The development of this study was conducted by the Cross Industry Standard Process for Data Mining (CRISP-DM) methodological approach, which is a common approach for creating data mining projects to lower costs, boost dependability, and manageability, making the data mining process more effective [27]. However, for this study, given the data in question and our main goals, we opted for a different version of this methodology consisting of 4 phases, as shown in Fig. 3: 1) Data Understanding; 2) Data Preparation; 3) Data Integration; and 4) Data Visualisation.

The data was provided by a mobile operator in Lisbon, worked in Python and visualised in Microsoft Power BI.

Fig. 3.
figure 3

Development methodology used in this paper.

3.1 Data Understanding

In order to fully understand the potential of our data and how we could optimize the added value of this study, we meticulously investigated each variable once we had collected the data for our study.

As stated previously, our main goal was understanding mobility patterns in tourists. To achieve that, the Lisbon City Council provided some data related to the mobility of people (roaming and non-roaming) in the city of Lisbon based on anonymized mobile phone data supplied by Vodafone, a British multinational telecommunications company. The data, which were collected from people who have Vodafone as a mobile carrier, was anonymized through the removal of all data related to personal information. To provide a more accurately reflection of the mobility of all the people who circulated in Lisbon between September 2021 and January 2022, Vodafone extrapolated the data, resulting in the dataset we have used (Vodafone dataset). This extrapolation was based on market share of the three operators available in Lisbon.
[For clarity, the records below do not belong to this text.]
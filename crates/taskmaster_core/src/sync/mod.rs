//! Client-side synchronization of task/note collections.
//!
//! # Responsibility
//! - Mirror the signed-in user's rows into local collections.
//! - Run the daily recurring-task reset and the reminder scan.
//! - Own the poller lifecycle for one signed-in session.
//!
//! # Invariants
//! - Local state changes only after the store acknowledges a write.
//! - A failed write leaves local state untouched, is logged, and is returned.
//! - Every store call is scoped to the session owner.

pub mod note_sync;
pub mod reminder_poller;
pub mod session;
pub mod task_sync;

use crate::model::validation::ModelValidationError;
use crate::repo::RepoError;
use log::error;
use std::error::Error;
use std::fmt::{Display, Formatter};
use uuid::Uuid;

pub type SyncResult<T> = Result<T, SyncError>;

/// Error reported to callers of sync operations.
#[derive(Debug)]
pub enum SyncError {
    /// Payload rejected before reaching the store.
    Validation(ModelValidationError),
    /// No row with this id exists for the session owner.
    NotFound(Uuid),
    /// Store call failed.
    Repo(RepoError),
}

impl Display for SyncError {
    fn fmt(&self, f: &mut Formatter<'_>) -> std::fmt::Result {
        match self {
            Self::Validation(err) => write!(f, "{err}"),
            Self::NotFound(id) => write!(f, "row not found for current user: {id}"),
            Self::Repo(err) => write!(f, "{err}"),
        }
    }
}

impl Error for SyncError {
    fn source(&self) -> Option<&(dyn Error + 'static)> {
        match self {
            Self::Validation(err) => Some(err),
            Self::NotFound(_) => None,
            Self::Repo(err) => Some(err),
        }
    }
}

impl From<RepoError> for SyncError {
    fn from(value: RepoError) -> Self {
        match value {
            RepoError::Validation(err) => Self::Validation(err),
            RepoError::NotFound(id) => Self::NotFound(id),
            other => Self::Repo(other),
        }
    }
}

impl SyncError {
    fn code(&self) -> &'static str {
        match self {
            Self::Validation(_) => "validation_failed",
            Self::NotFound(_) => "not_found",
            Self::Repo(_) => "store_failed",
        }
    }
}

/// Logs a failed operation and passes the result through unchanged.
pub(crate) fn logged<T>(
    module: &'static str,
    event: &'static str,
    result: SyncResult<T>,
) -> SyncResult<T> {
    if let Err(err) = &result {
        error!(
            "event={} module={} status=error error_code={} error={}",
            event,
            module,
            err.code(),
            err
        );
    }
    result
}
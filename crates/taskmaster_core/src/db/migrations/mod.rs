//! Schema migrations for the task/note store.
//!
//! # Responsibility
//! - Register schema steps in strictly increasing order.
//! - Bring a connection up to `latest_version()` inside one transaction.
//!
//! # Invariants
//! - `version` values must remain monotonic.
//! - The applied version is mirrored to `PRAGMA user_version`.
//! - A database newer than this binary is never touched.
//!
//! # See also
//! - `0001_init.sql` for the `tasks`/`notes` row layout.

use crate::db::{DbError, DbResult};
use log::info;
use rusqlite::Connection;

#[derive(Debug, Clone, Copy)]
struct Migration {
    version: u32,
    name: &'static str,
    sql: &'static str,
}

const MIGRATIONS: &[Migration] = &[
    Migration {
        version: 1,
        name: "init",
        sql: include_str!("0001_init.sql"),
    },
    Migration {
        version: 2,
        name: "sync_markers",
        sql: include_str!("0002_sync_markers.sql"),
    },
];

/// Returns the latest schema version known by this binary.
pub fn latest_version() -> u32 {
    MIGRATIONS.last().map_or(0, |migration| migration.version)
}

/// Returns the schema version currently recorded on `conn`.
pub fn schema_version(conn: &Connection) -> DbResult<u32> {
    let version = conn.query_row("PRAGMA user_version;", [], |row| row.get::<_, u32>(0))?;
    Ok(version)
}

/// Applies every migration newer than the recorded schema version.
///
/// Returns the number of steps applied (0 when already current).
pub fn apply_migrations(conn: &mut Connection) -> DbResult<usize> {
    let from_version = schema_version(conn)?;
    let latest = latest_version();

    if from_version > latest {
        return Err(DbError::UnsupportedSchemaVersion {
            db_version: from_version,
            latest_supported: latest,
        });
    }

    let pending: Vec<&Migration> = MIGRATIONS
        .iter()
        .filter(|migration| migration.version > from_version)
        .collect();
    if pending.is_empty() {
        return Ok(0);
    }

    let tx = conn.transaction()?;
    for migration in &pending {
        tx.execute_batch(migration.sql)?;
        tx.pragma_update(None, "user_version", migration.version)?;
        info!(
            "event=db_migrate module=db status=ok version={} name={}",
            migration.version, migration.name
        );
    }
    tx.commit()?;

    Ok(pending.len())
}
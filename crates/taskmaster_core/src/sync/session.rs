//! Per-user sync session: both collections plus the reminder poller.
//!
//! # Responsibility
//! - Start sync components when a user signs in.
//! - Stop background work when the user signs out.
//!
//! # Invariants
//! - Startup failures do not abort the session; they are logged and kept in
//!   [`SyncSession::start_errors`], and the affected collection stays empty.
//! - At most one poller runs per session.

use crate::clock::Clock;
use crate::config::AppConfig;
use crate::model::user::AuthUser;
use crate::model::UserId;
use crate::notify::Notifier;
use crate::repo::marker_repo::MarkerRepository;
use crate::repo::note_repo::NoteRepository;
use crate::repo::task_repo::TaskRepository;
use crate::sync::note_sync::NoteSync;
use crate::sync::reminder_poller::ReminderPoller;
use crate::sync::task_sync::TaskSync;
use crate::sync::SyncError;
use log::info;
use std::sync::{Arc, Mutex};

const MODULE: &str = "session";

/// Stores backing one session.
pub struct SessionStores<T, N, M> {
    pub tasks: T,
    pub notes: N,
    pub markers: M,
}

/// Running sync state for one signed-in user.
pub struct SyncSession<T, N, M>
where
    T: TaskRepository,
    N: NoteRepository + Send + 'static,
    M: MarkerRepository,
{
    user_id: UserId,
    tasks: TaskSync<T, M>,
    notes: Arc<Mutex<NoteSync<N>>>,
    poller: Option<ReminderPoller>,
    start_errors: Vec<SyncError>,
}

impl<T, N, M> SyncSession<T, N, M>
where
    T: TaskRepository,
    N: NoteRepository + Send + 'static,
    M: MarkerRepository,
{
    /// Loads both collections, runs the daily reset and starts the poller.
    ///
    /// Must be called from within a tokio runtime.
    pub fn start(
        user: &AuthUser,
        stores: SessionStores<T, N, M>,
        clock: Arc<dyn Clock>,
        notifier: Arc<dyn Notifier>,
        config: &AppConfig,
    ) -> Self {
        let mut start_errors = Vec::new();

        let mut tasks = TaskSync::new(user.id, stores.tasks, stores.markers, Arc::clone(&clock));
        if let Err(err) = tasks.load() {
            start_errors.push(err);
        }
        if let Err(err) = tasks.reset_recurring_if_new_day() {
            start_errors.push(err);
        }

        let mut notes = NoteSync::with_reminder_config(
            user.id,
            stores.notes,
            clock,
            config.reminders.clone(),
        );
        if let Err(err) = notes.load() {
            start_errors.push(err);
        }

        let notes = Arc::new(Mutex::new(notes));
        let poller = ReminderPoller::spawn(
            Arc::clone(&notes),
            notifier,
            config.reminders.poll_interval(),
        );

        info!(
            "event=session_start module={} status={} user_id={} email_confirmed={} errors={}",
            MODULE,
            if start_errors.is_empty() { "ok" } else { "degraded" },
            user.id,
            user.is_email_confirmed(),
            start_errors.len()
        );

        Self {
            user_id: user.id,
            tasks,
            notes,
            poller: Some(poller),
            start_errors,
        }
    }

    pub fn user_id(&self) -> UserId {
        self.user_id
    }

    pub fn tasks(&self) -> &TaskSync<T, M> {
        &self.tasks
    }

    pub fn tasks_mut(&mut self) -> &mut TaskSync<T, M> {
        &mut self.tasks
    }

    /// Shared note state; lock only for short synchronous sections.
    pub fn notes(&self) -> Arc<Mutex<NoteSync<N>>> {
        Arc::clone(&self.notes)
    }

    pub fn start_errors(&self) -> &[SyncError] {
        &self.start_errors
    }

    pub fn is_polling(&self) -> bool {
        self.poller.as_ref().is_some_and(ReminderPoller::is_running)
    }

    /// Queues an out-of-schedule reminder scan.
    pub fn request_scan(&self) {
        if let Some(poller) = &self.poller {
            poller.request_scan();
        }
    }

    /// Stops the poller; call on sign-out.
    pub async fn end(mut self) {
        if let Some(poller) = self.poller.take() {
            poller.stop().await;
        }
        info!(
            "event=session_end module={} status=ok user_id={}",
            MODULE, self.user_id
        );
    }
}
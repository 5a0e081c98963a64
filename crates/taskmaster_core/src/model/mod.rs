//! Domain model for task/note collections.
//!
//! # Responsibility
//! - Define row shapes mirrored from the remote `tasks` and `notes` tables.
//! - Define write models and their normalization rules.
//!
//! # Invariants
//! - Every row is owned by exactly one `UserId`.
//! - Identifiers and timestamps are assigned by the store, never by callers.

pub mod note;
pub mod task;
pub mod user;
pub mod validation;

pub use user::UserId;
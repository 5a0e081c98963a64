//! Core data-sync logic for TaskMaster.
//! This crate owns task/note persistence, the daily recurring reset and
//! reminder scanning; hosts only supply a clock, a notifier and a store.

pub mod auth;
pub mod clock;
pub mod config;
pub mod db;
pub mod logging;
pub mod model;
pub mod notify;
pub mod repo;
pub mod sync;

pub use auth::AuthState;
pub use clock::{Clock, ManualClock, SystemClock};
pub use config::{AppConfig, ConfigError};
pub use db::{open_db, open_db_in_memory, open_shared, open_shared_in_memory, DbError};
pub use logging::{default_log_level, init_logging, logging_status};
pub use model::note::{NewNote, Note, NoteId, NotePatch, ReminderState};
pub use model::task::{NewTask, Task, TaskId, TaskPatch, DEFAULT_TASK_COLOR, TASK_COLOR_PALETTE};
pub use model::user::{AuthUser, UserId};
pub use model::validation::ModelValidationError;
pub use notify::{LogNotifier, NotificationPermission, Notifier, NotifyError, ReminderNotification};
pub use repo::marker_repo::{MarkerRepository, MemoryMarkerRepository, SqliteMarkerRepository};
pub use repo::note_repo::{NoteRepository, SqliteNoteRepository};
pub use repo::task_repo::{SqliteTaskRepository, TaskRepository};
pub use repo::{RepoError, RepoResult};
pub use sync::note_sync::{NoteSync, ScanReport};
pub use sync::reminder_poller::ReminderPoller;
pub use sync::session::{SessionStores, SyncSession};
pub use sync::task_sync::{ResetOutcome, TaskStats, TaskSync};
pub use sync::{SyncError, SyncResult};

/// Minimal health-check API for early integration.
pub fn ping() -> &'static str {
    "pong"
}

/// Returns the core crate version.
pub fn core_version() -> &'static str {
    env!("CARGO_PKG_VERSION")
}
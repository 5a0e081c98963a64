//! Field validation shared by task/note write models.
//!
//! # Responsibility
//! - Normalize user-entered text before it reaches a repository.
//! - Reject blank text, malformed colors and empty patches.
//!
//! # Invariants
//! - Validation never touches storage; it is a pure function of its input.

use once_cell::sync::Lazy;
use regex::Regex;
use std::error::Error;
use std::fmt::{Display, Formatter};

static HEX_COLOR_RE: Lazy<Regex> =
    Lazy::new(|| Regex::new(r"^#[0-9A-Fa-f]{6}$").expect("valid hex color regex"));

/// Validation failures for task/note write models.
#[derive(Debug, Clone, PartialEq, Eq)]
pub enum ModelValidationError {
    /// Task text is blank after trim.
    EmptyTaskText,
    /// Note title is blank after trim.
    EmptyNoteTitle,
    /// Note content is blank after trim.
    EmptyNoteContent,
    /// Color is not a `#RRGGBB` value.
    InvalidColor(String),
    /// Patch carries no field to update.
    EmptyPatch,
}

impl Display for ModelValidationError {
    fn fmt(&self, f: &mut Formatter<'_>) -> std::fmt::Result {
        match self {
            Self::EmptyTaskText => write!(f, "task text must not be blank"),
            Self::EmptyNoteTitle => write!(f, "note title must not be blank"),
            Self::EmptyNoteContent => write!(f, "note content must not be blank"),
            Self::InvalidColor(value) => {
                write!(f, "color must be a #RRGGBB hex value, got `{value}`")
            }
            Self::EmptyPatch => write!(f, "update patch has no fields"),
        }
    }
}

impl Error for ModelValidationError {}

/// Returns whether `value` is a `#RRGGBB` hex color.
pub fn is_hex_color(value: &str) -> bool {
    HEX_COLOR_RE.is_match(value)
}

/// Normalizes a color to upper-case `#RRGGBB`.
pub fn normalize_color(value: &str) -> Result<String, ModelValidationError> {
    let trimmed = value.trim();
    if !is_hex_color(trimmed) {
        return Err(ModelValidationError::InvalidColor(trimmed.to_string()));
    }
    Ok(trimmed.to_ascii_uppercase())
}

/// Trims `value` and returns `err` when nothing is left.
pub(crate) fn require_text(
    value: &str,
    err: ModelValidationError,
) -> Result<String, ModelValidationError> {
    let trimmed = value.trim();
    if trimmed.is_empty() {
        return Err(err);
    }
    Ok(trimmed.to_string())
}
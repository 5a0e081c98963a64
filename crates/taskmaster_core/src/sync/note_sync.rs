//! Note collection sync and reminder scanning for one signed-in user.
//!
//! # Responsibility
//! - Load, create, update and delete the owner's note rows.
//! - Detect due reminders, notify, and mark them triggered.
//! - Signal collection changes so the poller can rescan.
//!
//! # Invariants
//! - A note is due only with `reminder_at <= now` and `reminder_triggered == false`.
//! - Each due note is marked triggered through the normal update path, even
//!   when the notification could not be shown.
//! - Two concurrent scans may both notify for the same note; the trigger flag
//!   is the only dedup.

use crate::clock::Clock;
use crate::config::ReminderConfig;
use crate::model::note::{NewNote, Note, NoteId, NotePatch};
use crate::model::UserId;
use crate::notify::{NotificationPermission, Notifier, ReminderNotification};
use crate::repo::note_repo::NoteRepository;
use crate::sync::{logged, SyncError, SyncResult};
use log::{debug, info, warn};
use std::sync::Arc;
use tokio::sync::mpsc::UnboundedSender;

const MODULE: &str = "note_sync";

/// Counters from one reminder scan.
#[derive(Debug, Clone, Copy, Default, PartialEq, Eq)]
pub struct ScanReport {
    /// Notes due at scan time.
    pub due: usize,
    /// `show` calls made.
    pub attempted: usize,
    /// `show` calls that succeeded.
    pub delivered: usize,
    /// Due notes not shown because permission was not granted.
    pub suppressed: usize,
    /// Notes marked triggered in the store.
    pub marked: usize,
    /// Notes whose trigger update failed; they stay due for the next scan.
    pub failed: usize,
}

/// Local mirror of one user's notes.
pub struct NoteSync<R: NoteRepository> {
    owner: UserId,
    repo: R,
    clock: Arc<dyn Clock>,
    reminders: ReminderConfig,
    notes: Vec<Note>,
    loading: bool,
    change_tx: Option<UnboundedSender<()>>,
}

impl<R: NoteRepository> NoteSync<R> {
    pub fn new(owner: UserId, repo: R, clock: Arc<dyn Clock>) -> Self {
        Self::with_reminder_config(owner, repo, clock, ReminderConfig::default())
    }

    pub fn with_reminder_config(
        owner: UserId,
        repo: R,
        clock: Arc<dyn Clock>,
        reminders: ReminderConfig,
    ) -> Self {
        Self {
            owner,
            repo,
            clock,
            reminders,
            notes: Vec::new(),
            loading: true,
            change_tx: None,
        }
    }

    pub fn owner(&self) -> UserId {
        self.owner
    }

    /// Notes ordered newest-first.
    pub fn notes(&self) -> &[Note] {
        &self.notes
    }

    pub fn get(&self, id: NoteId) -> Option<&Note> {
        self.notes.iter().find(|note| note.id == id)
    }

    pub fn is_loading(&self) -> bool {
        self.loading
    }

    /// Routes collection-change pings to `tx`; replaces any previous sender.
    pub fn attach_change_signal(&mut self, tx: UnboundedSender<()>) {
        self.change_tx = Some(tx);
    }

    pub fn detach_change_signal(&mut self) {
        self.change_tx = None;
    }

    pub fn load(&mut self) -> SyncResult<usize> {
        let result = self.repo.list_notes(self.owner);
        self.loading = false;

        let result = result.map_err(SyncError::from).map(|notes| {
            self.notes = notes;
            info!(
                "event=notes_load module={} status=ok user_id={} count={}",
                MODULE,
                self.owner,
                self.notes.len()
            );
            self.notes.len()
        });
        if result.is_ok() {
            self.signal_change();
        }
        logged(MODULE, "notes_load", result)
    }

    pub fn refresh(&mut self) -> SyncResult<usize> {
        self.load()
    }

    /// Re-reads one row from the store and mirrors it locally.
    ///
    /// A row the store no longer has is dropped from the local collection.
    pub fn fetch(&mut self, id: NoteId) -> SyncResult<Option<Note>> {
        let result = self
            .repo
            .get_note(self.owner, id)
            .map_err(SyncError::from)
            .map(|stored| {
                self.notes.retain(|note| note.id != id);
                if let Some(note) = &stored {
                    let at = self
                        .notes
                        .iter()
                        .position(|local| local.created_at < note.created_at)
                        .unwrap_or(self.notes.len());
                    self.notes.insert(at, note.clone());
                }
                stored
            });
        if result.is_ok() {
            self.signal_change();
        }
        logged(MODULE, "note_fetch", result)
    }

    /// Inserts a row and prepends the stored result.
    pub fn create(&mut self, note: &NewNote) -> SyncResult<Note> {
        let now = self.clock.now_ms();
        let result = self
            .repo
            .insert_note(self.owner, note, now)
            .map_err(SyncError::from)
            .map(|created| {
                self.notes.insert(0, created.clone());
                info!(
                    "event=note_create module={} status=ok note_id={} has_reminder={}",
                    MODULE,
                    created.id,
                    created.reminder_at.is_some()
                );
                created
            });
        if result.is_ok() {
            self.signal_change();
        }
        logged(MODULE, "note_create", result)
    }

    /// Applies `patch` to the owner's row `id` and mirrors the stored result.
    ///
    /// # Errors
    /// - `NotFound` when `id` is missing or belongs to another owner.
    pub fn update(&mut self, id: NoteId, patch: &NotePatch) -> SyncResult<Note> {
        let now = self.clock.now_ms();
        let result = self
            .repo
            .update_note(self.owner, id, patch, now)
            .map_err(SyncError::from)
            .map(|stored| {
                if let Some(slot) = self.notes.iter_mut().find(|note| note.id == id) {
                    *slot = stored.clone();
                }
                stored
            });
        if result.is_ok() {
            self.signal_change();
        }
        logged(MODULE, "note_update", result)
    }

    /// Deletes the owner's row `id`. Deleting an absent id is not an error.
    pub fn delete(&mut self, id: NoteId) -> SyncResult<bool> {
        let result = self
            .repo
            .delete_note(self.owner, id)
            .map_err(SyncError::from)
            .map(|removed| {
                self.notes.retain(|note| note.id != id);
                removed
            });
        if matches!(result, Ok(true)) {
            self.signal_change();
        }
        logged(MODULE, "note_delete", result)
    }

    /// Notes whose reminder is due at `now_ms`, in collection order.
    pub fn due_notes(&self, now_ms: i64) -> Vec<&Note> {
        self.notes.iter().filter(|note| note.is_due(now_ms)).collect()
    }

    /// Pending reminders after `now_ms`, soonest first.
    pub fn upcoming_reminders(&self, now_ms: i64) -> Vec<&Note> {
        let mut upcoming: Vec<&Note> = self
            .notes
            .iter()
            .filter(|note| note.is_upcoming(now_ms))
            .collect();
        upcoming.sort_by_key(|note| note.reminder_at);
        upcoming
    }

    /// Notifies for every due note and marks each one triggered.
    pub fn scan_due_reminders(&mut self, notifier: &dyn Notifier) -> ScanReport {
        let now = self.clock.now_ms();
        let due: Vec<Note> = self.due_notes(now).into_iter().cloned().collect();
        let mut report = ScanReport {
            due: due.len(),
            ..ScanReport::default()
        };
        if due.is_empty() {
            debug!("event=reminder_scan module={MODULE} status=ok due=0");
            return report;
        }

        let permission = notifier.permission();
        for note in &due {
            if permission == NotificationPermission::Granted {
                report.attempted += 1;
                let notification = ReminderNotification::for_note(
                    note,
                    &self.reminders.notification_title,
                    self.reminders.body_preview_chars,
                );
                match notifier.show(&notification) {
                    Ok(()) => report.delivered += 1,
                    Err(err) => warn!(
                        "event=reminder_notify module={} status=error note_id={} error={}",
                        MODULE, note.id, err
                    ),
                }
            } else {
                report.suppressed += 1;
            }

            match self.update(note.id, &NotePatch::mark_triggered()) {
                Ok(_) => report.marked += 1,
                Err(_) => report.failed += 1,
            }
        }

        info!(
            "event=reminder_scan module={} status=ok due={} attempted={} delivered={} suppressed={} permission={} marked={} failed={}",
            MODULE,
            report.due,
            report.attempted,
            report.delivered,
            report.suppressed,
            permission.as_str(),
            report.marked,
            report.failed
        );
        report
    }

    fn signal_change(&self) {
        if let Some(tx) = &self.change_tx {
            // Receiver is gone once the poller stops; nothing left to wake.
            let _ = tx.send(());
        }
    }
}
To get more accurate insights on the mobility of international tourists and how weather conditions change their mobility patterns, we reached out to the Portuguese Sea and Atmosphere Institute (IPMA) and requested data on the weather conditions in Lisbon between the months of September 2021 and February 2022. Therefore, there are two different datasets (Vodafone dataset and IPMA dataset), so they are addressed separately.

The dataset provided by Vodafone was divided into several files in CSV format separated by months. From this data, we selected 14 variables (see Table 2) and 126 443 863 records in total. As for the number of observations per month, Table 3.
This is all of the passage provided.